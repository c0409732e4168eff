//! Terminal output formatting for the oakhouse CLI.
//!
//! Provides consistent, colored output using the [`console`] crate.

use std::path::Path;

use console::style;
use indicatif::{ProgressBar, ProgressStyle};

/// Print a bold cyan header with an underline separator.
pub fn print_header(text: &str) {
    println!("\n{}", style(text).bold().cyan());
    println!("{}", style("=".repeat(text.len())).dim());
}

/// Print a success message prefixed with green `[OK]`.
pub fn print_success(text: &str) {
    println!("{} {}", style("[OK]").green().bold(), text);
}

/// Print a warning message prefixed with yellow `[WARN]`.
pub fn print_warning(text: &str) {
    println!("{} {}", style("[WARN]").yellow().bold(), text);
}

/// Print an error message prefixed with red `[ERROR]`.
pub fn print_error(text: &str) {
    eprintln!("{} {}", style("[ERROR]").red().bold(), text);
}

/// Print a progress step indicator like `[1/2] Writing project files...`.
pub fn print_step(step: u32, total: u32, text: &str) {
    println!("{} {}", style(format!("[{step}/{total}]")).dim(), text);
}

/// Print a key-value pair with dimmed key formatting.
pub fn print_key_value(key: &str, value: &str) {
    println!("  {}: {}", style(key).dim(), value);
}

/// Print a generated file path, indented under the previous message.
pub fn print_file(action: &str, path: &Path) {
    println!("  {} {}", style(action).green(), path.display());
}

/// Progress bar over `len` generated files.
pub fn file_progress(len: usize) -> ProgressBar {
    let bar = ProgressBar::new(len as u64);
    bar.set_style(
        ProgressStyle::with_template("  {bar:30.cyan/blue} {pos}/{len} {wide_msg}")
            .unwrap_or_else(|_| ProgressStyle::default_bar())
            .progress_chars("=> "),
    );
    bar
}

/// Spinner for a long-running external command.
pub fn spinner(message: &str) -> ProgressBar {
    let bar = ProgressBar::new_spinner();
    bar.set_message(message.to_string());
    bar.enable_steady_tick(std::time::Duration::from_millis(100));
    bar
}
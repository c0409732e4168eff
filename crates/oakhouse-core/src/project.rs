//! Project directory creation and config I/O.
//!
//! Provides [`create_project`] for `oakhouse new`, and [`load_project`] for
//! every other command to locate an existing project's configuration.
//!
//! ## Directory layout
//!
//! ```text
//! <project>/
//! ├── oakhouse.config.json   # ProjectConfig
//! ├── go.mod
//! ├── cmd/                   # main.go, app_server.go
//! ├── route/v1.go            # SetupRoutes, where resources are registered
//! ├── model/ repository/ service/ handler/ dto/ scope/
//! └── adapter/ config/ util/ middleware/
//! ```

use std::path::{Path, PathBuf};

use crate::config::{ProjectConfig, CONFIG_FILE};
use crate::error::{OakhouseError, Result};
use crate::generator::project::{render_skeleton, ProjectContext, PROJECT_DIRS};
use crate::templates::renderer::TemplateRenderer;

/// Check a project name before using it as a directory and Go module path.
pub fn validate_project_name(name: &str) -> Result<()> {
    let invalid = |reason: &str| OakhouseError::InvalidProjectName {
        name: name.to_string(),
        reason: reason.to_string(),
    };

    let mut chars = name.chars();
    match chars.next() {
        None => return Err(invalid("project name cannot be empty")),
        Some(c) if !c.is_ascii_alphabetic() => return Err(invalid("must start with a letter")),
        Some(_) => {}
    }
    if !chars.all(|c| c.is_ascii_alphanumeric() || c == '-' || c == '_') {
        return Err(invalid("may only contain letters, digits, '-' and '_'"));
    }
    Ok(())
}

/// Create the project directory structure.
pub fn create_project_dirs(project_dir: &Path) -> Result<()> {
    if project_dir.exists() {
        return Err(OakhouseError::ProjectExists(project_dir.to_path_buf()));
    }

    std::fs::create_dir_all(project_dir)?;
    for dir in PROJECT_DIRS {
        std::fs::create_dir_all(project_dir.join(dir))?;
    }
    Ok(())
}

/// Scaffold a new project in `project_dir`, returning the files written.
pub fn create_project(project_dir: &Path, name: &str, module: &str) -> Result<Vec<PathBuf>> {
    validate_project_name(name)?;
    create_project_dirs(project_dir)?;

    let config = ProjectConfig::new(name, module);
    let ctx = ProjectContext {
        name: name.to_string(),
        module: module.to_string(),
        version: config.generator_version.clone(),
    };
    let mut files = render_skeleton(project_dir, &ctx, &TemplateRenderer::new())?;

    config.save(&project_dir.join(CONFIG_FILE))?;
    files.push(PathBuf::from(CONFIG_FILE));

    tracing::info!("created project {name} at {}", project_dir.display());
    Ok(files)
}

/// Load the configuration of the project rooted at `project_dir`.
///
/// Projects without `oakhouse.config.json` get the default config with the
/// module path read from `go.mod`. An empty `module` in the config is filled
/// the same way.
pub fn load_project(project_dir: &Path) -> Result<ProjectConfig> {
    let config_path = project_dir.join(CONFIG_FILE);
    let go_mod = project_dir.join("go.mod");

    let mut config = if config_path.exists() {
        ProjectConfig::load(&config_path)?
    } else if go_mod.exists() {
        tracing::debug!("no {CONFIG_FILE}, using defaults");
        ProjectConfig::default()
    } else {
        return Err(OakhouseError::NotAProject(project_dir.to_path_buf()));
    };

    if config.module.is_empty() {
        config.module = module_name(&go_mod)?;
    }
    if config.name.is_empty() {
        config.name = config.module.rsplit('/').next().unwrap_or_default().to_string();
    }
    Ok(config)
}

/// Read the module path from a `go.mod` file.
pub fn module_name(go_mod: &Path) -> Result<String> {
    let content = std::fs::read_to_string(go_mod).map_err(|source| OakhouseError::ConfigRead {
        path: go_mod.to_path_buf(),
        source,
    })?;
    content
        .lines()
        .filter_map(|line| line.trim().strip_prefix("module"))
        .filter(|rest| rest.starts_with(char::is_whitespace))
        .map(|rest| rest.trim().trim_matches('"').to_string())
        .find(|module| !module.is_empty())
        .ok_or_else(|| OakhouseError::ModuleNameMissing(go_mod.to_path_buf()))
}
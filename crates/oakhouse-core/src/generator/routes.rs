//! Route file I/O around the pure splicer.
//!
//! The whole file is read, the new text is computed in memory, and the file is
//! written back with a single `fs::write`, only when something changed. A
//! splice error leaves the file untouched.

use std::path::Path;

use crate::error::{OakhouseError, Result};
use crate::splice::{RouteLayout, RouteSplicer, SpliceOutcome, SpliceStatus};

/// Compute the registration of `resource` in the route file without writing.
pub fn preview_route_registration(path: &Path, layout: &RouteLayout, resource: &str) -> Result<SpliceOutcome> {
    if !path.exists() {
        return Err(OakhouseError::RouteFileNotFound {
            path: path.to_path_buf(),
        });
    }
    let text = std::fs::read_to_string(path)?;
    RouteSplicer::new(layout.clone())
        .splice(&text, resource)
        .map_err(|source| OakhouseError::RouteSplice {
            path: path.to_path_buf(),
            source,
        })
}

/// Register `Setup<resource>Routes` in the route file at `path`.
pub fn register_route_file(path: &Path, layout: &RouteLayout, resource: &str) -> Result<SpliceStatus> {
    let outcome = preview_route_registration(path, layout, resource)?;
    match outcome.status {
        SpliceStatus::Registered => {
            std::fs::write(path, &outcome.text)?;
            tracing::info!("registered {resource} routes in {}", path.display());
        }
        SpliceStatus::AlreadyRegistered => {
            tracing::info!("{resource} routes already registered in {}", path.display());
        }
    }
    Ok(outcome.status)
}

----

=== AIM OF THE EXERCISE ===
Only the lines from the one holding "std::fs::write(path, &outcome.text)?;" through the end of the listing should appear in the response, each restated exactly.

=== ANSWER BOX ===
            std::fs::write(path, &outcome.text)?;
            tracing::info!("registered {resource} routes in {}", path.display());
        }
        SpliceStatus::AlreadyRegistered => {
            tracing::info!("{resource} routes already registered in {}", path.display());
        }
    }
    Ok(outcome.status)
}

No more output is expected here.